As the labor and companionship worked wonders for both jointly, and weeks swept by, Gordy’s body trimmed considerably and his shoulders filled out. He rose each morning refreshed body and mind. His outlook on life had altered consequently, despite his past clinging underneath an outward guise, highlighted by his three daughters’ tragic loss to him, plus the subsequent divorce, both events forming a deep wound and never-healing scar. But now a change had to some degree transformed him, a newfound cause thus far had diminished insufferable thoughts and eased old pains. For Gordy, Trisha befriending him was emotional salvation.
The two had become dear friends with each passing day, Trisha adoring the man, he likewise adoring her.
Regardless, for Trisha his companionship wouldn’t replace her former husband whom she had dearly loved prior to his unexpected passing not long ago. Now with life moving forward, a genuine yet unusual fellowship had emerged that she would embrace no matter what challenging social pressures might emerge.
Soon, Gordy had money in his pocket that enabled him to wear nicer clothes in Trisha’s presence, oftentimes on free weekends for which the pair ventured downtown McCayesville and Copperhill to browse gift shops and dine in Katz’s New York Deli, the Ocoee River Cafe, or The Copper Grill. They often shared midday breaks walking down the sloping woodland hill on a path from her back property to the McCayesville public park beside the Ocoee River. Commonly, they enjoyed sandwich lunches at a picnic table, or a blanket spread on the ground just feet from the rushing whitewater. Breaks over, both climbed the wooded hill to complete afternoon projects.
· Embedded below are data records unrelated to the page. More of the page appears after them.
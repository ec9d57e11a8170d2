//! Browser driver traits and error types
//!
//! The harvesting layers talk to the browser only through [`PageDriver`]
//! and [`BrowserDriver`]. The production backend is chromiumoxide; tests
//! use the scripted in-memory driver.

use crate::browser::device::DeviceContext;
use async_trait::async_trait;
use regex::Regex;
use std::sync::Arc;
use std::time::Duration;
use thiserror::Error;

/// Errors raised by browser operations
#[derive(Debug, Clone, Error)]
pub enum DriverError {
    #[error("{operation} timed out after {after:?}")]
    Timeout { operation: String, after: Duration },

    #[error("No element matches selector {0}")]
    NotFound(String),

    #[error("Script evaluation failed: {0}")]
    Script(String),

    #[error("Navigation to {url} failed: {message}")]
    Navigation { url: String, message: String },

    #[error("Browser launch failed: {0}")]
    Launch(String),

    #[error("DevTools protocol error: {0}")]
    Protocol(String),

    #[error("Page or context already closed")]
    Closed,
}

impl DriverError {
    /// Creates a timeout error for the named operation
    pub fn timeout(operation: impl Into<String>, after: Duration) -> Self {
        Self::Timeout {
            operation: operation.into(),
            after,
        }
    }

    /// Returns true for timeouts
    pub fn is_timeout(&self) -> bool {
        matches!(self, Self::Timeout { .. })
    }

    /// Returns true if the failure only affects the current item or step
    ///
    /// Timeouts, missing elements and script errors are transient: the
    /// caller skips and carries on. Launch, protocol and closed-page errors
    /// mean the page is no longer usable for this attempt.
    pub fn is_transient(&self) -> bool {
        matches!(
            self,
            Self::Timeout { .. } | Self::NotFound(_) | Self::Script(_) | Self::Navigation { .. }
        )
    }
}

/// Result type for browser operations
pub type DriverResult<T> = Result<T, DriverError>;

/// Verdict of the request filter for one outgoing request
#[derive(Debug, Clone, Copy, PartialEq, Eq)]
pub enum RouteDecision {
    Continue,
    Abort,
}

/// Network request filter installed on every browsing context
///
/// Holds only compiled patterns, so deciding is a pure function of the
/// URL and the filter can be shared across interception tasks freely.
#[derive(Debug, Clone)]
pub struct RequestFilter {
    patterns: Arc<Vec<Regex>>,
}

impl RequestFilter {
    /// Compiles the block patterns
    ///
    /// # Returns
    ///
    /// * `Ok(RequestFilter)` - All patterns compiled
    /// * `Err(regex::Error)` - A pattern is not a valid regex
    pub fn new<S: AsRef<str>>(patterns: &[S]) -> Result<Self, regex::Error> {
        let compiled = patterns
            .iter()
            .map(|p| Regex::new(p.as_ref()))
            .collect::<Result<Vec<_>, _>>()?;
        Ok(Self {
            patterns: Arc::new(compiled),
        })
    }

    /// Decides whether a request may proceed
    ///
    /// The URL is lowercased before matching.
    pub fn decide(&self, url: &str) -> RouteDecision {
        let lowered = url.to_lowercase();
        if self.patterns.iter().any(|re| re.is_match(&lowered)) {
            RouteDecision::Abort
        } else {
            RouteDecision::Continue
        }
    }

    /// Number of patterns in the filter
    pub fn len(&self) -> usize {
        self.patterns.len()
    }

    /// Returns true if the filter blocks nothing
    pub fn is_empty(&self) -> bool {
        self.patterns.is_empty()
    }
}

/// One page inside an isolated browsing context
///
/// Every method carries its own timeout; none blocks indefinitely.
/// Selectors are CSS selectors. Indexed element operations address the
/// n-th match of `document.querySelectorAll(selector)`.
#[async_trait]
pub trait PageDriver: Send + Sync {
    /// Navigates and waits for the DOM to be ready
    async fn goto(&self, url: &str, timeout: Duration) -> DriverResult<()>;

    /// Waits until no new network resources load for a short quiet period
    async fn wait_for_network_idle(&self, timeout: Duration) -> DriverResult<()>;

    /// Current page URL
    async fn url(&self) -> DriverResult<Option<String>>;

    /// Evaluates a JavaScript expression and returns its JSON value
    async fn evaluate(&self, script: &str) -> DriverResult<serde_json::Value>;

    /// Injects a stylesheet into the current document
    async fn add_style_tag(&self, css: &str) -> DriverResult<()>;

    /// Registers a script that runs in every new document before page scripts
    async fn add_init_script(&self, script: &str) -> DriverResult<()>;

    /// Routes every outgoing request through the filter
    async fn route(&self, filter: RequestFilter) -> DriverResult<()>;

    /// Number of elements matching the selector
    async fn count(&self, selector: &str) -> DriverResult<usize>;

    /// Visible text of the n-th match
    async fn inner_text(&self, selector: &str, index: usize, timeout: Duration)
        -> DriverResult<String>;

    /// Returns true if the first match is rendered and has a non-empty box
    async fn is_visible(&self, selector: &str) -> DriverResult<bool>;

    /// Scrolls the window by a fraction of the viewport height (negative scrolls up)
    async fn scroll_page(&self, fraction: f64) -> DriverResult<()>;

    /// Scrolls the first match by a fraction of its own height
    async fn scroll_element(&self, selector: &str, fraction: f64) -> DriverResult<()>;

    /// Sends an Escape key press to the document
    async fn press_escape(&self) -> DriverResult<()>;

    /// Suspends for the given time
    async fn wait_for_timeout(&self, duration: Duration);

    /// Document title
    async fn title(&self) -> DriverResult<Option<String>>;

    /// Serialized page markup
    async fn content(&self) -> DriverResult<String>;

    /// Full-page PNG screenshot
    async fn screenshot(&self) -> DriverResult<Vec<u8>>;

    /// Closes the page and releases its browsing context
    async fn close(&self) -> DriverResult<()>;
}

/// A browser able to create isolated browsing contexts
#[async_trait]
pub trait BrowserDriver: Send + Sync {
    type Page: PageDriver + 'static;

    /// Creates a fresh context emulating the given device and opens one page in it
    async fn open_context(&self, device: &DeviceContext) -> DriverResult<Self::Page>;
}

#[cfg(test)]
mod tests {
    use super::*;

    fn default_filter() -> RequestFilter {
        RequestFilter::new(&crate::config::OverlayConfig::default().block_patterns).unwrap()
    }

    #[test]
    fn test_filter_blocks_app_walls() {
        let filter = default_filter();
        assert_eq!(
            filter.decide("https://www.example.com/seo-landing/abc"),
            RouteDecision::Abort
        );
        assert_eq!(
            filter.decide("https://example.com/jump/download?x=1"),
            RouteDecision::Abort
        );
        assert_eq!(
            filter.decide("https://cdn.AppsFlyer.com/sdk.js"),
            RouteDecision::Abort
        );
        assert_eq!(
            filter.decide("https://example.app.link/branch.io/x"),
            RouteDecision::Abort
        );
    }

    #[test]
    fn test_filter_allows_content() {
        let filter = default_filter();
        assert_eq!(
            filter.decide("https://www.example.com/post/123"),
            RouteDecision::Continue
        );
        assert_eq!(
            filter.decide("https://static.example.com/app.css"),
            RouteDecision::Continue
        );
    }

    #[test]
    fn test_filter_is_stateless() {
        let filter = default_filter();
        let url = "https://example.com/openapp?id=1";
        let first = filter.decide(url);
        let _ = filter.decide("https://example.com/post/1");
        assert_eq!(filter.decide(url), first);
        assert_eq!(filter.clone().decide(url), first);
    }

    #[test]
    fn test_empty_filter_allows_everything() {
        let filter = RequestFilter::new::<&str>(&[]).unwrap();
        assert!(filter.is_empty());
        assert_eq!(filter.decide("https://x.com/install"), RouteDecision::Continue);
    }

    #[test]
    fn test_error_classification() {
        assert!(DriverError::timeout("read", Duration::from_millis(10)).is_transient());
        assert!(DriverError::NotFound("a".into()).is_transient());
        assert!(!DriverError::Closed.is_transient());
        assert!(!DriverError::Protocol("gone".into()).is_transient());
    }
}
On the first visit to the park, the two took extra time to share their histories, including unpleasant experiences.
Trisha took the lead.
“Gordy, I was handed by fate an elaborate property when my businessman husband died quite suddenly. It is still hard to accept reality that he is gone to leave a vacuum in my life, he and I with no children. Theodore and I met in London in 1988. He was a Great Brit Oil Company executive, me a secretary to Parliamentarian Liberal Lord Harry Pinkleton. Theodore was transferred to the United States to manage the companies’ expansion on the eastern seaboard. Within a year the company promoted him to a permanent chief executive position. Established in America, we purchased a nice home and spacious countryside property near Charlotte, where he setup headquarters. Enough property and it properly zoned, the FAA approved a helicopter pad for him quick access to wherever he requested on the spur of the moment. We lived a grand life many years, became established in Charlotte social circles and elsewhere in the states. But pressures mounted and we needed diversion. So he and I researched ideal getaway properties, liked this general area showing much promise: Tennessee, North Carolina, and Georgia. Of the alluring prospects, we chose this flattened hilltop ideally situated in the Tri-State area, for which we had this English country house constructed on ten of the total thirty acres we purchased with scenic view. We desired semblance of the old country we once lived, and as a second home, Newberry Manor filled our desire. I grew fond of it, began to embrace its seclusion from Charlotte’s big-city hustle and bustle, spent increasingly more time here than there.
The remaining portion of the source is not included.